▶ **Exercise**
Which lines below hold the word "keys"? Copy all of them.

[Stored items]
/// Frame orchestration
///
/// One call to [`Game::frame`] runs the whole per-frame pipeline in a fixed order:
/// input → movement → cameras → light aggregation → render submit. Everything runs on
/// the calling thread.

use anyhow::Result;
use log::*;

use crate::config::EngineConfig;
use crate::core::{AmbientLight, FrameInfo, FrameStatus, GlobalUbo, RenderTarget};
use crate::ecs::components::{ActiveCameraTag, CameraComponent, PlayerTag};
use crate::ecs::{Entity, EntityManager};
use crate::input::{InputController, KeyboardState};
use crate::systems::{CameraSystem, MovementSystem, PointLightSystem, RenderSystem, SystemError};

/// Result of one [`Game::frame`]
#[derive(Debug, Clone, Copy, PartialEq, Eq)]
pub enum FrameOutcome {
    /// The frame was recorded and submitted
    Presented { meshes: usize, point_lights: usize },
    /// The render target asked for a resize; nothing was drawn
    Skipped,
}

pub struct Game {
    pub entities: EntityManager,
    input: InputController,
    movement: MovementSystem,
    cameras: CameraSystem,
    point_lights: PointLightSystem,
    render_system: RenderSystem,
    ambient_light: AmbientLight,
    aspect_ratio: f32,
}

impl Game {
    /// Build the systems around an already populated scene. A default camera is
    /// created when the scene has no active camera; more than one is an error.
    pub fn new(config: &EngineConfig, mut entities: EntityManager, aspect_ratio: f32) -> Result<Self, SystemError> {
        let existing = match entities.count::<ActiveCameraTag>() {
            0 => None,
            1 => entities.get_only_entity::<ActiveCameraTag>(),
            found => return Err(SystemError::ActiveCamera { found }),
        };
        let cameras = CameraSystem::new(&mut entities, existing, &config.camera);

        Ok(Self {
            entities,
            input: InputController::new(&config.input),
            movement: MovementSystem::new(),
            cameras,
            point_lights: PointLightSystem::new(),
            render_system: RenderSystem::new(),
            ambient_light: AmbientLight {
                color: config.lighting.ambient_color,
                intensity: config.lighting.ambient_intensity,
            },
            aspect_ratio,
        })
    }

    pub fn aspect_ratio(&self) -> f32 {
        self.aspect_ratio
    }

    pub fn input_mut(&mut self) -> &mut InputController {
        &mut self.input
    }

    pub fn camera_system(&self) -> &CameraSystem {
        &self.cameras
    }

    /// The single entity tagged [`ActiveCameraTag`]
    pub fn active_camera(&self) -> Result<Entity, SystemError> {
        self.entities
            .get_only_entity::<ActiveCameraTag>()
            .ok_or(SystemError::ActiveCamera {
                found: self.entities.count::<ActiveCameraTag>(),
            })
    }

    /// Entity steered by the keyboard: the player if there is one, else the active
    /// camera.
    pub fn controlled_entity(&self) -> Option<Entity> {
        self.entities
            .get_only_entity::<PlayerTag>()
            .or_else(|| self.entities.get_only_entity::<ActiveCameraTag>())
    }

    /// Simulation half of the frame: input, movement and camera matrices.
    pub fn update(&mut self, dt: f32, keyboard: &dyn KeyboardState) -> Result<(), SystemError> {
        if let Some(entity) = self.controlled_entity() {
            if InputController::can_control(&self.entities, entity) {
                self.input.update(keyboard, &mut self.entities, entity)?;
            }
        }

        self.movement.update(&mut self.entities, dt);
        self.cameras.update(&mut self.entities, self.aspect_ratio)
    }

    /// Record and submit one frame. Returns [`FrameOutcome::Skipped`] when the target
    /// needs a resize; the new aspect ratio is picked up for the next frame.
    pub fn render(&mut self, target: &mut dyn RenderTarget, dt: f32) -> Result<FrameOutcome> {
        let frame_index = match target.begin_frame()? {
            FrameStatus::Ready { frame_index } => frame_index,
            FrameStatus::NeedsResize => {
                let aspect_ratio = target.aspect_ratio();
                if aspect_ratio.is_finite() && aspect_ratio > 0.0 {
                    self.aspect_ratio = aspect_ratio;
                    debug!("Render target resized, aspect ratio now {aspect_ratio:.3}");
                } else {
                    debug!("Render target reported aspect ratio {aspect_ratio}, keeping {:.3}", self.aspect_ratio);
                }
                return Ok(FrameOutcome::Skipped);
            }
        };

        let camera = self.active_camera()?;
        let frame = FrameInfo {
            frame_index,
            frame_time: dt,
            camera,
        };

        let mut ubo = GlobalUbo::from_camera(
            self.entities.get_component::<CameraComponent>(camera)?,
            self.ambient_light,
        );
        self.point_lights.update(&self.entities, &mut ubo)?;
        target.write_globals(&frame, &ubo)?;

        let meshes = self.render_system.render(&self.entities, target, &frame)?;
        let point_lights = self.point_lights.render(&self.entities, target, &frame)?;
        target.end_frame(&frame)?;

        Ok(FrameOutcome::Presented {
            meshes,
            point_lights,
        })
    }

    /// One full frame: [`update`](Self::update) then [`render`](Self::render).
    pub fn frame(&mut self, target: &mut dyn RenderTarget, dt: f32, keyboard: &dyn KeyboardState) -> Result<FrameOutcome> {
        self.update(dt, keyboard)?;
        self.render(target, dt)
    }
}

#[cfg(test)]
mod tests {
    use super::*;
    use crate::core::HeadlessRenderer;
    use std::collections::HashSet;
    use winit::keyboard::KeyCode;

    #[test]
    fn test_default_camera_when_scene_has_none() {
        let game = Game::new(&EngineConfig::default(), EntityManager::new(), 1.0).unwrap();
        let camera = game.active_camera().unwrap();

        assert_eq!(camera, game.camera_system().default_camera());
        assert_eq!(game.controlled_entity(), Some(camera));
    }

    #[test]
    fn test_existing_camera_is_used() {
        let mut entities = EntityManager::new();
        let camera = entities.create_named_entity("Scene Camera");
        entities.add_components(
            camera,
            (
                ActiveCameraTag,
                CameraComponent::default(),
                crate::ecs::components::TransformComponent::default(),
            ),
        );

        let game = Game::new(&EngineConfig::default(), entities, 1.0).unwrap();
        assert_eq!(game.active_camera(), Ok(camera));
        assert_eq!(game.entities.entity_count(), 1);
    }

    #[test]
    fn test_keyboard_moves_camera() {
        let mut game = Game::new(&EngineConfig::default(), EntityManager::new(), 1.0).unwrap();
        let camera = game.active_camera().unwrap();
        let mut renderer = HeadlessRenderer::new(100, 100);
        let keys: HashSet<KeyCode> = [KeyCode::KeyW].into_iter().collect();

        game.frame(&mut renderer, 1.0, &keys).unwrap();

        let position = game
            .entities
            .get_component::<CameraComponent>(camera)
            .unwrap()
            .position();
        assert!((position.z - (-5.0 + 3.0)).abs() < 1e-5);
    }

    #[test]
    fn test_two_active_cameras_is_fatal() {
        let mut game = Game::new(&EngineConfig::default(), EntityManager::new(), 1.0).unwrap();
        let second = game.entities.create_entity();
        game.entities.add_component(second, ActiveCameraTag);

        assert_eq!(game.active_camera(), Err(SystemError::ActiveCamera { found: 2 }));
        let mut renderer = HeadlessRenderer::new(100, 100);
        assert!(game.render(&mut renderer, 0.016).is_err());
    }

    #[test]
    fn test_ambiguous_scene_cameras_rejected() {
        let mut entities = EntityManager::new();
        for _ in 0..2 {
            let camera = entities.create_entity();
            entities.add_components(
                camera,
                (
                    ActiveCameraTag,
                    CameraComponent::default(),
                    crate::ecs::components::TransformComponent::default(),
                ),
            );
        }

        let result = Game::new(&EngineConfig::default(), entities, 1.0);
        assert!(matches!(result, Err(SystemError::ActiveCamera { found: 2 })));
    }

    /// Target whose resize reports a degenerate extent
    struct CollapsedTarget;

    impl RenderTarget for CollapsedTarget {
        fn aspect_ratio(&self) -> f32 {
            0.0
        }

        fn begin_frame(&mut self) -> Result<FrameStatus> {
            Ok(FrameStatus::NeedsResize)
        }

        fn write_globals(&mut self, _: &FrameInfo, _: &GlobalUbo) -> Result<()> {
            Ok(())
        }

        fn draw_mesh(&mut self, _: &FrameInfo, _: &std::sync::Arc<crate::mesh::Mesh>, _: &crate::core::MeshPushConstants) -> Result<()> {
            Ok(())
        }

        fn draw_point_light(&mut self, _: &FrameInfo, _: &crate::core::PointLightPushConstants) -> Result<()> {
            Ok(())
        }

        fn end_frame(&mut self, _: &FrameInfo) -> Result<()> {
            Ok(())
        }
    }

    #[test]
    fn test_degenerate_aspect_keeps_previous() {
        let mut game = Game::new(&EngineConfig::default(), EntityManager::new(), 1.5).unwrap();

        for _ in 0..3 {
            assert_eq!(game.frame(&mut CollapsedTarget, 0.016, &HashSet::<KeyCode>::new()).unwrap(), FrameOutcome::Skipped);
        }
        assert_eq!(game.aspect_ratio(), 1.5);
    }
}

▶ **Output below**
        let keys: HashSet<KeyCode> = [KeyCode::KeyW].into_iter().collect();
        game.frame(&mut renderer, 1.0, &keys).unwrap();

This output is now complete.